Sie leitete die Urteile des Internationalen Strafgerichtshofs sowie viele Skandale, für den kenianischen Präsidenten Uhuru Kenyatta und für seinen damaligen Stellvertreter William Ruto, der als solche versagte. Wahrscheinlich waren Informationen über die EU-Fonds und den Fluss der Zeugenidentität die wichtigsten Faktoren, die zu diesen Misserfolgen beitragen.

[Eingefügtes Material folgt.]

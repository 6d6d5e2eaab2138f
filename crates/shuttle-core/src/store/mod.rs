//! Store - single authoritative state container
//!
//! # 設計原則
//! - all writes go through `StoreHandle::write`, one closure at a time
//! - the lock is a std `Mutex` held only inside the closure; an `.await`
//!   cannot happen while it is held
//! - every committed write bumps a revision on a `watch` channel
//!
//! Async continuations (request replies, hydration) must call `read`/`write`
//! again after resuming instead of reusing values captured before the await.

pub mod kanban;
pub mod selectors;
pub mod side_tables;
pub mod state;

use std::sync::{Arc, Mutex, PoisonError};

use tokio::sync::watch;

pub use kanban::{KanbanView, TaskPlacement};
pub use side_tables::{ContextFile, EditorTab, SideTables};
pub use state::{AppState, GitHubSlice};

/// Shared handle to the store. Cloning is cheap and every clone sees the same state.
#[derive(Clone)]
pub struct StoreHandle {
    state: Arc<Mutex<AppState>>,
    revision: Arc<watch::Sender<u64>>,
}

impl StoreHandle {
    pub fn new(state: AppState) -> Self {
        let (revision, _) = watch::channel(0);
        Self {
            state: Arc::new(Mutex::new(state)),
            revision: Arc::new(revision),
        }
    }

    pub fn read<R>(&self, f: impl FnOnce(&AppState) -> R) -> R {
        let guard = self.state.lock().unwrap_or_else(PoisonError::into_inner);
        f(&guard)
    }

    /// Apply one write and publish the next revision.
    pub fn write<R>(&self, f: impl FnOnce(&mut AppState) -> R) -> R {
        let result = {
            let mut guard = self.state.lock().unwrap_or_else(PoisonError::into_inner);
            f(&mut guard)
        };
        self.revision.send_modify(|rev| *rev += 1);
        result
    }

    pub fn snapshot(&self) -> AppState {
        self.read(Clone::clone)
    }

    /// Replace the whole state (reset).
    pub fn replace(&self, state: AppState) {
        self.write(|current| *current = state);
    }

    pub fn revision(&self) -> u64 {
        *self.revision.borrow()
    }

    /// Change notifications; the value is the revision of the latest write.
    pub fn subscribe(&self) -> watch::Receiver<u64> {
        self.revision.subscribe()
    }
}

impl Default for StoreHandle {
    fn default() -> Self {
        Self::new(AppState::default())
    }
}

impl std::fmt::Debug for StoreHandle {
    fn fmt(&self, f: &mut std::fmt::Formatter<'_>) -> std::fmt::Result {
        f.debug_struct("StoreHandle")
            .field("revision", &self.revision())
            .finish_non_exhaustive()
    }
}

Ebenso behauptet das Gericht, dass es von der kenianischen Regierung miniert wurde, aber es wurde klar, dass es das Gegenteil war.
Im Kosovo- Gericht, gleich wie der ICC mit Kenia vor ihm, hat sich das Hauptbedenken, wie man Sätze erreichen kann, auch auf Kosten der Gerechtigkeit. Was als Instrument begann, um für frühere Verbrechen verantwortlich zu halten und als Ergebnis die Einrichtung der Gerechtigkeit im Land durch den Spiegel der Sicht weitergegeben.
Ob Sie Milliarden von Dollar vom Gericht zurückziehen oder sie vollständig zurückziehen, muss Präsident Biden eingreifen, um eine gerichtliche Reform zu gewährleisten. Das Problem ist nicht, das Ergebnis zu ändern, sondern sicherzustellen, dass die Prüfungen gemäß den Grundsätzen der Gerechtigkeit durchgeführt werden, und dies wurde noch nicht von Kosovars gesehen.
Als Senator und Mitglied der Rangliste Minderheit des Komitees für Außenbeziehungen des Senats glaubten Biden, dass die Gerechtigkeit während der jugoslawischen Kriege notwendig war.
Während einer Reise nach Bosnien im Jahr 1993 traf er sich mit Yugoslav-Führer Slobodan Milosevic, der ihm gesagt hatte: “Ich denke, Sie sind ein blutiger Kriegsverbrecher und Sie sollten so ausprobiert werden”
Dreißig Jahre später, als Präsident der Vereinigten Staaten, muss er die Rückkehr der Ungerechtigkeit auf den Balkan verhindern.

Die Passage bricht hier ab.